By exhibit 2 we can conclude that the PPP theory does not hold for the currencies of these countries during the given period examined.

- Calculation of International Fisher Effect (Please refer excel sheet – Exhibit 3)

To calculate International Fisher Effect (IFE) theory held between the exchange rates of Countries A to D and the US dollar between 2002 and 2007, the following steps are followed:

First the annual US dollar lending rates were found from the World Bank website. Given the annual local lending rates and each year’s actual (spot) exchange rate, the expected next year’s exchange rate was calculated based on the IFE theory:

Forward Exchange Rate (Y 2003) = [Spot Exchange Rate Y 2002 x (1 + Local Lending Rate Y 2003) ] / (1 + US Lending Rate Y 2003)

For example, forward rate in year 2003 for country A was calculated as follows: [3.533 x (1+67.08%)] / (1+4.12%) = (3.533 x 1.6708) / (1.0412) = 5.669

The direct quotation method was used for the exchanges rates (USD/LC) implying local currency units per 1 foreign currency unit (USD).

Exhibit 4 gives us further more details about IFE whether the currency is over or undervalued. If the difference is positive, it is overvaluation and if the difference is negative, then it is undervaluation.

For example, in country A for year 2003, the IFE (implied) exchange rate was calculated at 5.669 local currency units per 1 USD, whereas the actual spot exchange rate was 2.888 local currency units per 1 USD. Therefore it is implied that in year 2003, country A’s currency was overvalued.
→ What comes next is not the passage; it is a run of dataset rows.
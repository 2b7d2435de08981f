//! Configuration loading for the sensorium node registry.
//!
//! The runtime itself is configured in code; this crate supplies the defaults
//! a context is built with, so deployments can change them without a rebuild.
//!
//! # Usage
//!
//! ```rust,no_run
//! use sensoconf::SensoConfig;
//!
//! let config = SensoConfig::load().expect("Failed to load config");
//! println!("wait timeout: {}ms", config.context.wait_timeout_ms);
//! println!("log level: {}", config.telemetry.log_level);
//! ```
//!
//! # Config File Locations
//!
//! Files are loaded in order (later wins):
//! 1. `/etc/sensorium/config.toml` (system)
//! 2. `~/.config/sensorium/config.toml` (user)
//! 3. `./sensorium.toml` (local override)
//! 4. Environment variables (`SENSORIUM_*`, `RUST_LOG`)
//!
//! # Example Config
//!
//! ```toml
//! [context]
//! global_mirror = true
//! wait_timeout_ms = 5000
//! auto_name_start = 1
//!
//! [telemetry]
//! log_level = "debug"
//!
//! [modules]
//! disabled = ["Acme/SlowDepth"]
//! ```

pub mod loader;
pub mod sections;

pub use loader::{discover_config_files_with_override, expand_path, ConfigSources};
pub use sections::{ContextConfig, ModulesConfig, TelemetryConfig};

use serde::{Deserialize, Serialize};
use std::path::PathBuf;
use thiserror::Error;

/// Configuration loading errors.
#[derive(Debug, Error)]
pub enum ConfigError {
    #[error("Failed to read config file {path}: {source}")]
    FileRead {
        path: PathBuf,
        source: std::io::Error,
    },

    #[error("Failed to parse config file {path}: {message}")]
    Parse { path: PathBuf, message: String },
}

/// Complete sensorium configuration.
#[derive(Debug, Clone, Default, PartialEq, Eq, Serialize, Deserialize)]
pub struct SensoConfig {
    #[serde(default)]
    pub context: ContextConfig,

    #[serde(default)]
    pub telemetry: TelemetryConfig,

    #[serde(default)]
    pub modules: ModulesConfig,
}

impl SensoConfig {
    /// Load configuration from all sources.
    ///
    /// Load order (later wins):
    /// 1. Compiled defaults
    /// 2. `/etc/sensorium/config.toml`
    /// 3. `~/.config/sensorium/config.toml`
    /// 4. `./sensorium.toml`
    /// 5. Environment variables
    pub fn load() -> Result<Self, ConfigError> {
        let (config, _sources) = Self::load_with_sources_from(None)?;
        Ok(config)
    }

    /// Load configuration with `config_path` replacing the local override.
    pub fn load_from(config_path: Option<&std::path::Path>) -> Result<Self, ConfigError> {
        let (config, _sources) = Self::load_with_sources_from(config_path)?;
        Ok(config)
    }

    /// Load configuration and report which files and variables contributed.
    pub fn load_with_sources_from(
        config_path: Option<&std::path::Path>,
    ) -> Result<(Self, ConfigSources), ConfigError> {
        let mut sources = ConfigSources::default();
        let mut config = SensoConfig::default();

        for path in loader::discover_config_files_with_override(config_path) {
            let file_config = loader::load_from_file(&path)?;
            config = loader::merge_configs(config, file_config);
            sources.files.push(path);
        }

        loader::apply_env_overrides(&mut config, &mut sources);

        Ok((config, sources))
    }

    /// Serialize config to a TOML string.
    pub fn to_toml(&self) -> String {
        let mut output = String::new();

        output.push_str("# sensorium configuration\n\n");

        output.push_str("[context]\n");
        if let Some(mirror) = self.context.global_mirror {
            output.push_str(&format!("global_mirror = {}\n", mirror));
        }
        output.push_str(&format!(
            "wait_timeout_ms = {}\n",
            self.context.wait_timeout_ms
        ));
        output.push_str(&format!(
            "auto_name_start = {}\n",
            self.context.auto_name_start
        ));

        output.push_str("\n[telemetry]\n");
        output.push_str(&format!(
            "log_level = \"{}\"\n",
            self.telemetry.log_level
        ));

        output.push_str("\n[modules]\n");
        output.push_str("disabled = [\n");
        for entry in &self.modules.disabled {
            output.push_str(&format!("    \"{}\",\n", entry));
        }
        output.push_str("]\n");

        output
    }
}
//! sensorium-dump - create mock nodes and print the resulting node trees
//!
//! ```text
//! sensorium-dump Depth Image
//! sensorium-dump --json --config ~/sensorium.toml User
//! ```

use std::path::PathBuf;

use anyhow::{bail, Context as _, Result};
use clap::Parser;
use sensoconf::{expand_path, SensoConfig};
use sensorium::{Context, NodeInfoSnapshot};
use tracing::{debug, info};
use tracing_subscriber::{EnvFilter, FmtSubscriber};

#[derive(Parser)]
#[command(name = "sensorium-dump")]
#[command(about = "Create mock production nodes and dump the node trees")]
#[command(version)]
struct Cli {
    /// Node type names to create mock nodes for (e.g. Depth, Image, User)
    types: Vec<String>,

    /// Config file to load after the standard locations
    #[arg(short, long)]
    config: Option<String>,

    /// Print JSON snapshots instead of the text tree
    #[arg(long)]
    json: bool,
}

fn main() -> Result<()> {
    let cli = Cli::parse();

    let config_path: Option<PathBuf> = cli.config.as_deref().map(expand_path);
    let config = SensoConfig::load_from(config_path.as_deref())
        .context("Failed to load configuration")?;

    let filter = EnvFilter::try_from_default_env()
        .unwrap_or_else(|_| EnvFilter::new(&config.telemetry.log_level));
    let subscriber = FmtSubscriber::builder()
        .with_env_filter(filter)
        .with_writer(std::io::stderr)
        .finish();
    tracing::subscriber::set_global_default(subscriber)?;

    info!("sensorium-dump {} starting", env!("CARGO_PKG_VERSION"));

    let ctx = Context::with_config(&config);
    let mut nodes = Vec::with_capacity(cli.types.len());
    for name in &cli.types {
        let Some(node_type) = ctx.type_by_name(name) else {
            bail!("Unknown node type: {name}");
        };
        let node = ctx
            .create_mock_node(node_type, None)
            .with_context(|| format!("Failed to create mock {name} node"))?;
        debug!(node = %node.handle(), "Created mock node");
        nodes.push(node);
    }

    let infos = ctx.enumerate_existing_nodes();
    if cli.json {
        let snapshots: Vec<NodeInfoSnapshot> = infos.iter().map(|i| i.snapshot()).collect();
        println!("{}", serde_json::to_string_pretty(&snapshots)?);
    } else {
        for info in &infos {
            print!("{}", info.tree_string());
        }
    }

    drop(infos);
    drop(nodes);
    ctx.force_shutdown();
    Ok(())
}
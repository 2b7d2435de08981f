//! Node descriptions: what a factory can produce

use std::fmt;

use serde::{Deserialize, Serialize};

use crate::types::NodeType;

/// Four-part module version. Ordering is lexicographic.
#[derive(Debug, Clone, Copy, PartialEq, Eq, Hash, PartialOrd, Ord, Default, Serialize, Deserialize)]
pub struct Version {
    pub major: u8,
    pub minor: u8,
    pub maintenance: u16,
    pub build: u32,
}

impl Version {
    pub const fn new(major: u8, minor: u8, maintenance: u16, build: u32) -> Self {
        Self {
            major,
            minor,
            maintenance,
            build,
        }
    }

    /// Version of this library, used by built-in nodes
    pub fn library() -> Self {
        let part = |s: &str| s.parse::<u32>().unwrap_or(0);
        Self::new(
            part(env!("CARGO_PKG_VERSION_MAJOR")).min(u8::MAX as u32) as u8,
            part(env!("CARGO_PKG_VERSION_MINOR")).min(u8::MAX as u32) as u8,
            part(env!("CARGO_PKG_VERSION_PATCH")).min(u16::MAX as u32) as u16,
            0,
        )
    }
}

impl fmt::Display for Version {
    fn fmt(&self, f: &mut fmt::Formatter<'_>) -> fmt::Result {
        write!(
            f,
            "{}.{}.{}.{}",
            self.major, self.minor, self.maintenance, self.build
        )
    }
}

/// Identifies a producible kind of node
#[derive(Debug, Clone, PartialEq, Eq, Hash, Serialize, Deserialize)]
pub struct ProductionNodeDescription {
    pub node_type: NodeType,
    pub vendor: String,
    pub name: String,
    pub version: Version,
}

impl ProductionNodeDescription {
    pub fn new(
        node_type: NodeType,
        vendor: impl Into<String>,
        name: impl Into<String>,
        version: Version,
    ) -> Self {
        Self {
            node_type,
            vendor: vendor.into(),
            name: name.into(),
            version,
        }
    }

    /// `"Vendor/Name"`, the form used by module filters
    pub fn module_key(&self) -> String {
        format!("{}/{}", self.vendor, self.name)
    }
}

impl fmt::Display for ProductionNodeDescription {
    fn fmt(&self, f: &mut fmt::Formatter<'_>) -> fmt::Result {
        write!(
            f,
            "{}: {}/{}/{}",
            self.node_type, self.vendor, self.name, self.version
        )
    }
}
- Conclusion in which country should Tower Associates invest

Based on the PPP and IFE calculations above in country A, B, C local currencies were over-valued as compared to their implied exchange rates based on PPP and IFE theories. The currencies of countries A, B and C were likely to experience a significant depreciation in their values in the next five years, whereas country D’s currency was more aligned to its implied exchange rates.

Even though country D - China was also over valuated but there is no major difference when compared to other countries. So, we recommend Tower associates to invest in China.

Additional Note:

Inflation rate is measured by Consumer Price Index. 2002-2003 is considered the base year for price appreciation with index value at 100. Inflation takes place when supply is not able to match up demand.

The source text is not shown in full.